ALSO SHE SELLS THE MAC EYEBROW PENCILS WHICH I ALSO HAD CHECKED AND WERE FAKE!

THIS EBAYER IS 100% ROTTEN!

SHE WILL SELL YOU FAKE GOOD, THEN HAARASS YOU WHEN YOU QUESTION HER ABOUT IT!

SHE IS MAKING MY LIFE ON EBAY HELL AT THE MOMMENT ALL BECAUSE I CHALENGED HER FOR SELLING ME FAKE GOODS!

BUT EVEN THOUGH I HAVE SENT THE LETTERS TO EBAY FROM THE COMPANIES INVOLVED SHE IS STILL ALLOWED TO SELL THE CRAP!

BEWARE


----------



## astronaut (Nov 10, 2008)

I'm no forensic writing analyst, but to me, kalenza and katie2008 seem to have the same writing patterns. 

Coincidence.


----------



## kalenza (Nov 11, 2008)

Quote:

   Originally Posted by *katie2008* 

 
_LIES! SHE ONLY SAID SHE STOPPED WHEN I COUGHT HER OUT SELLING THEM! I THREATENED TO REPORT HER TO EBAY!
SINCE I MADE A REPORT SHE HAS GIVEN ME NON STOP HARASSMENT, TRYING TO RUIN MY EBAY REP GIVNING ME ABUSIVE EMAILS ETC NOW SHE HAS REPORTED ME FOR NON PAYMENT! 

*BLAH, BLAH, BLAH


BEWARE_

 
BUYER JENFOYER IS SELLING THE EXACT SAME 'FAKE' GOODS AS LISTED HERE ON THIS SITE:

SEE HER FEEDBACK FOR ITEM NUMBERS:

Item number: 170270853833 & 170270854008 

HER ITEMS INCLUDED IN HER LISTING & PHOTO!!!: 
Smashbox: 
 Cream Eye Liner ,Long Lasting Foundation 

CHECK OUT HER PHOTOS ON HER LISTING - SHES SELLING THESE FAKES !! 

POT CALLING THE KETTLE BLACK OR WHAT!!!


JUST IN CASE ANYONES WONDERING - CHECK OUT THE USER NAME 'JENFOYER' ON E-BAY

4 DISPUTES NOW WITH 4 DIFFERENT SELLERS - 2 'FAKE ITEMS & 2 NON-RECEIPT OF GOODS' THIS USER IS A DISGRACE TO E-BAY!!!!!!!!!!!

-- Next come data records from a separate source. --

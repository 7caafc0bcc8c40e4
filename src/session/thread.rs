//! Conversation session and session storage.

use std::collections::HashMap;
use std::sync::atomic::{AtomicBool, Ordering};
use std::sync::{Arc, Mutex, PoisonError, RwLock, RwLockReadGuard, RwLockWriteGuard};
use std::time::Duration;

use chrono::{DateTime, Utc};
use serde::{Deserialize, Serialize};
use thiserror::Error;
use uuid::Uuid;

use super::message::{Message, MessageId};
use crate::llm::ConversationContext;

/// Default session idle timeout (30 minutes).
pub const DEFAULT_SESSION_TIMEOUT: Duration = Duration::from_secs(30 * 60);

/// Errors raised by session operations.
#[derive(Debug, Clone, Copy, Error, PartialEq, Eq)]
pub enum SessionError {
    /// `update_last` was called on a session without messages.
    #[error("session has no messages")]
    Empty,
    /// A send is already outstanding on this session.
    #[error("a message is already being processed")]
    Busy,
}

/// Loading indicator and error banner of the last send.
#[derive(Debug, Default)]
struct TurnStatus {
    is_loading: bool,
    error: Option<String>,
}

/// Point-in-time snapshot of everything the page renders.
#[derive(Debug, Clone, PartialEq, Eq, Serialize, Deserialize)]
pub struct SessionView {
    pub id: String,
    pub messages: Vec<Message>,
    pub is_loading: bool,
    pub error: Option<String>,
}

/// A single conversation session.
///
/// Messages are kept in display order. The only mutation besides appending is
/// the rewrite of the final message while a reply streams in.
#[derive(Debug)]
pub struct Session {
    inner: Arc<SessionInner>,
}

#[derive(Debug)]
struct SessionInner {
    /// Unique session identifier.
    id: String,
    /// Conversation messages.
    messages: RwLock<Vec<Message>>,
    /// Loading and banner state.
    status: RwLock<TurnStatus>,
    /// Set while a send is outstanding.
    in_flight: AtomicBool,
    /// Model-side context, opened on the first send.
    context: Mutex<Option<ConversationContext>>,
    /// Last activity time.
    last_activity: RwLock<DateTime<Utc>>,
}

impl Clone for Session {
    fn clone(&self) -> Self {
        Self {
            inner: Arc::clone(&self.inner),
        }
    }
}

fn read<T>(lock: &RwLock<T>) -> RwLockReadGuard<'_, T> {
    lock.read().unwrap_or_else(PoisonError::into_inner)
}

fn write<T>(lock: &RwLock<T>) -> RwLockWriteGuard<'_, T> {
    lock.write().unwrap_or_else(PoisonError::into_inner)
}

impl Session {
    /// Create a new session with the given ID.
    fn new(id: String) -> Self {
        let now = Utc::now();
        Self {
            inner: Arc::new(SessionInner {
                id,
                messages: RwLock::new(Vec::new()),
                status: RwLock::new(TurnStatus::default()),
                in_flight: AtomicBool::new(false),
                context: Mutex::new(None),
                last_activity: RwLock::new(now),
            }),
        }
    }

    /// Get the session ID.
    #[must_use]
    pub fn id(&self) -> &str {
        &self.inner.id
    }

    /// Append a message to the end of the conversation.
    pub fn append(&self, message: Message) -> MessageId {
        let id = message.id.clone();
        write(&self.inner.messages).push(message);
        self.touch();
        id
    }

    /// Replace the text of the final message.
    pub fn update_last(&self, text: impl Into<String>) -> Result<(), SessionError> {
        let mut guard = write(&self.inner.messages);
        let last = guard.last_mut().ok_or(SessionError::Empty)?;
        last.text = text.into();
        drop(guard);
        self.touch();
        Ok(())
    }

    /// Get all messages in the conversation.
    #[must_use]
    pub fn messages(&self) -> Vec<Message> {
        read(&self.inner.messages).clone()
    }

    /// Get the final message, if any.
    #[must_use]
    pub fn last(&self) -> Option<Message> {
        read(&self.inner.messages).last().cloned()
    }

    /// Get the number of messages in the conversation.
    #[must_use]
    pub fn message_count(&self) -> usize {
        read(&self.inner.messages).len()
    }

    #[must_use]
    pub fn is_loading(&self) -> bool {
        read(&self.inner.status).is_loading
    }

    /// Banner text of the last failed send.
    #[must_use]
    pub fn error(&self) -> Option<String> {
        read(&self.inner.status).error.clone()
    }

    /// Whether a send is outstanding.
    #[must_use]
    pub fn is_busy(&self) -> bool {
        self.inner.in_flight.load(Ordering::Acquire)
    }

    /// Claim the session for one send.
    ///
    /// Sets the loading indicator and clears the banner. The claim is released
    /// when the returned guard is dropped.
    pub fn begin_send(&self) -> Result<SendGuard, SessionError> {
        if self
            .inner
            .in_flight
            .compare_exchange(false, true, Ordering::AcqRel, Ordering::Acquire)
            .is_err()
        {
            return Err(SessionError::Busy);
        }

        {
            let mut status = write(&self.inner.status);
            status.is_loading = true;
            status.error = None;
        }
        self.touch();

        Ok(SendGuard {
            session: self.clone(),
        })
    }

    /// Model-side context, opened with `open` on first use.
    pub fn context_or_open(&self, open: impl FnOnce() -> ConversationContext) -> ConversationContext {
        self.inner
            .context
            .lock()
            .unwrap_or_else(PoisonError::into_inner)
            .get_or_insert_with(open)
            .clone()
    }

    /// Whether the model-side context has been opened.
    #[must_use]
    pub fn has_context(&self) -> bool {
        self.inner
            .context
            .lock()
            .unwrap_or_else(PoisonError::into_inner)
            .is_some()
    }

    /// Record a completed exchange in the model-side context.
    pub fn record_exchange(&self, user_text: &str, reply: &str) {
        if let Some(context) = self
            .inner
            .context
            .lock()
            .unwrap_or_else(PoisonError::into_inner)
            .as_mut()
        {
            context.record_exchange(user_text, reply);
        }
    }

    /// Snapshot of messages, loading indicator and banner.
    #[must_use]
    pub fn view(&self) -> SessionView {
        let messages = self.messages();
        let status = read(&self.inner.status);
        SessionView {
            id: self.inner.id.clone(),
            messages,
            is_loading: status.is_loading,
            error: status.error.clone(),
        }
    }

    /// Update the last activity timestamp.
    fn touch(&self) {
        *write(&self.inner.last_activity) = Utc::now();
    }

    /// Check if the session has been idle longer than `timeout`.
    #[must_use]
    pub fn is_expired_with_timeout(&self, timeout: Duration) -> bool {
        let last = *read(&self.inner.last_activity);
        (Utc::now() - last)
            .to_std()
            .is_ok_and(|idle| idle > timeout)
    }
}

/// Claim on a session for one outstanding send.
///
/// Dropping the guard clears the loading indicator and lets the next send in,
/// whether the turn finished, failed, or its response stream was abandoned.
#[derive(Debug)]
pub struct SendGuard {
    session: Session,
}

impl SendGuard {
    /// Show `banner` as the error of this send.
    pub fn set_error(&self, banner: impl Into<String>) {
        write(&self.session.inner.status).error = Some(banner.into());
    }
}

impl Drop for SendGuard {
    fn drop(&mut self) {
        write(&self.session.inner.status).is_loading = false;
        self.session.inner.in_flight.store(false, Ordering::Release);
        self.session.touch();
    }
}

/// Thread-safe store for sessions.
///
/// Provides methods for creating, retrieving, and cleaning up sessions.
#[derive(Debug, Clone)]
pub struct SessionStore {
    inner: Arc<SessionStoreInner>,
}

#[derive(Debug)]
struct SessionStoreInner {
    sessions: RwLock<HashMap<String, Session>>,
    welcome_message: Option<String>,
}

impl Default for SessionStore {
    fn default() -> Self {
        Self::new()
    }
}

impl SessionStore {
    /// Create a store whose sessions start empty.
    #[must_use]
    pub fn new() -> Self {
        Self::build(None)
    }

    /// Create a store whose sessions start with a greeting from the model.
    #[must_use]
    pub fn with_welcome_message(text: impl Into<String>) -> Self {
        Self::build(Some(text.into()))
    }

    fn build(welcome_message: Option<String>) -> Self {
        Self {
            inner: Arc::new(SessionStoreInner {
                sessions: RwLock::new(HashMap::new()),
                welcome_message,
            }),
        }
    }

    /// Create a new session and return it.
    #[must_use]
    pub fn create(&self) -> Session {
        let id = Uuid::new_v4().to_string();
        self.create_with_id(id)
    }

    /// Create a new session with a specific ID.
    #[must_use]
    pub fn create_with_id(&self, id: impl Into<String>) -> Session {
        let id = id.into();
        let session = Session::new(id.clone());
        if let Some(text) = &self.inner.welcome_message {
            session.append(Message::welcome(text.clone()));
        }
        write(&self.inner.sessions).insert(id, session.clone());
        session
    }

    /// Get a session by ID.
    #[must_use]
    pub fn get(&self, id: &str) -> Option<Session> {
        read(&self.inner.sessions).get(id).cloned()
    }

    /// Remove a session by ID.
    pub fn remove(&self, id: &str) -> Option<Session> {
        write(&self.inner.sessions).remove(id)
    }

    /// Get the number of active sessions.
    #[must_use]
    pub fn len(&self) -> usize {
        read(&self.inner.sessions).len()
    }

    /// Check if there are no sessions.
    #[must_use]
    pub fn is_empty(&self) -> bool {
        self.len() == 0
    }

    /// Remove idle sessions. Sessions with a send in flight are kept.
    ///
    /// Returns the number of sessions removed.
    pub fn cleanup_expired_with_timeout(&self, timeout: Duration) -> usize {
        let mut guard = write(&self.inner.sessions);
        let before = guard.len();
        guard.retain(|_, session| session.is_busy() || !session.is_expired_with_timeout(timeout));
        before - guard.len()
    }

    /// List all session IDs.
    #[must_use]
    pub fn list_ids(&self) -> Vec<String> {
        read(&self.inner.sessions).keys().cloned().collect()
    }
}

#[cfg(test)]
mod tests {
    use super::*;
    use crate::session::{Sender, WELCOME_MESSAGE_ID};

    #[test]
    fn test_session_lifecycle() {
        let session = Session::new("test-123".to_string());

        assert_eq!(session.id(), "test-123");
        assert_eq!(session.message_count(), 0);

        session.append(Message::user("Hello"));
        assert_eq!(session.message_count(), 1);

        session.append(Message::model("Hi there!"));
        assert_eq!(session.message_count(), 2);

        let messages = session.messages();
        assert_eq!(messages[0].sender, Sender::User);
        assert_eq!(messages[1].sender, Sender::Model);
    }

    #[test]
    fn test_update_last_rewrites_final_message_only() {
        let session = Session::new("s".to_string());
        session.append(Message::user("Tell me a joke"));
        let id = session.append(Message::model("Why did "));

        session.update_last("Why did the chicken ").unwrap();

        let messages = session.messages();
        assert_eq!(messages.len(), 2);
        assert_eq!(messages[0].text, "Tell me a joke");
        assert_eq!(messages[1].id, id);
        assert_eq!(messages[1].text, "Why did the chicken ");
    }

    #[test]
    fn test_update_last_on_empty_session() {
        let session = Session::new("s".to_string());
        assert_eq!(session.update_last("x"), Err(SessionError::Empty));
    }

    #[test]
    fn test_send_guard_blocks_concurrent_sends() {
        let session = Session::new("s".to_string());

        let guard = session.begin_send().unwrap();
        assert!(session.is_busy());
        assert!(session.is_loading());
        assert_eq!(session.begin_send().unwrap_err(), SessionError::Busy);

        guard.set_error("An error occurred. Please try again.");
        drop(guard);

        assert!(!session.is_busy());
        assert!(!session.is_loading());
        assert!(session.error().is_some());

        // A new send clears the banner.
        let _guard = session.begin_send().unwrap();
        assert!(session.error().is_none());
    }

    #[test]
    fn test_context_is_opened_once() {
        let session = Session::new("s".to_string());
        assert!(!session.has_context());

        let first = session.context_or_open(|| ConversationContext::new(Some("p".to_string())));
        assert_eq!(first.system_instruction(), Some("p"));
        session.record_exchange("Hello", "Hi there!");

        let second = session.context_or_open(|| panic!("context must be reused"));
        assert_eq!(second.history().len(), 2);
    }

    #[test]
    fn test_view_is_a_pure_snapshot() {
        let store = SessionStore::with_welcome_message("Welcome");
        let session = store.create();

        let first = session.view();
        let second = session.view();
        assert_eq!(first, second);
        assert_eq!(session.message_count(), 1);
    }

    #[test]
    fn test_session_store() {
        let store = SessionStore::new();

        assert!(store.is_empty());

        let session = store.create();
        assert_eq!(store.len(), 1);
        assert_eq!(session.message_count(), 0);

        let retrieved = store.get(session.id()).unwrap();
        assert_eq!(retrieved.id(), session.id());

        store.remove(session.id());
        assert!(store.is_empty());
    }

    #[test]
    fn test_welcome_message_seeded() {
        let store = SessionStore::with_welcome_message("Welcome to CortexLuma.");
        let session = store.create();

        let messages = session.messages();
        assert_eq!(messages.len(), 1);
        assert_eq!(messages[0].id.as_str(), WELCOME_MESSAGE_ID);
        assert_eq!(messages[0].sender, Sender::Model);
    }

    #[test]
    fn test_cleanup_keeps_busy_sessions() {
        let store = SessionStore::new();
        let idle = store.create();
        let busy = store.create();
        let _guard = busy.begin_send().unwrap();

        let removed = store.cleanup_expired_with_timeout(Duration::ZERO);
        std::thread::sleep(Duration::from_millis(5));
        let removed = removed + store.cleanup_expired_with_timeout(Duration::ZERO);

        assert_eq!(removed, 1);
        assert!(store.get(idle.id()).is_none());
        assert!(store.get(busy.id()).is_some());
    }
}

SHES SELLING JOB-LOTS OF COSMETICS & OPENS DISPUTES FOR ITEMS SHE SHOULD BE PAYING FOR - CLEVER - NOT !!!!


----------



## kalenza (Nov 11, 2008)

Re: Counterfeit Smashbox 
I'm no forensic writing analyst, but to me, kalenza and katie2008 seem to have the same writing patterns. 

Coincidence.
?????

YES! BELIEVE ME - I AM IN NO WAY CONNECTED TO THIS LUNATIC!!!!


----------



## kalenza (Nov 11, 2008)

*****


----------



## kalenza (Nov 11, 2008)

Quote:

   Originally Posted by *katie2008* 

 
_I GOT MY SISTER TO BUY A BUNDLE FROM HER LAST WEEK AND IT HAD THE FAKE 'WHITE+BLACK DOUBLE ENDED EYELINER' 

WHICH ALL US SMASHBOX FANS OUT THERE NO ARE FAKE FAKE FAKE!

BEWARE_

 
IN LEGAL TERMS THIS IS KNOWN AS ENTRAPMENT!!!!!

WHY WOULD YOU PURCHASE ITEMS YOU APPARANTLY KNOW ARE FAKE !!!!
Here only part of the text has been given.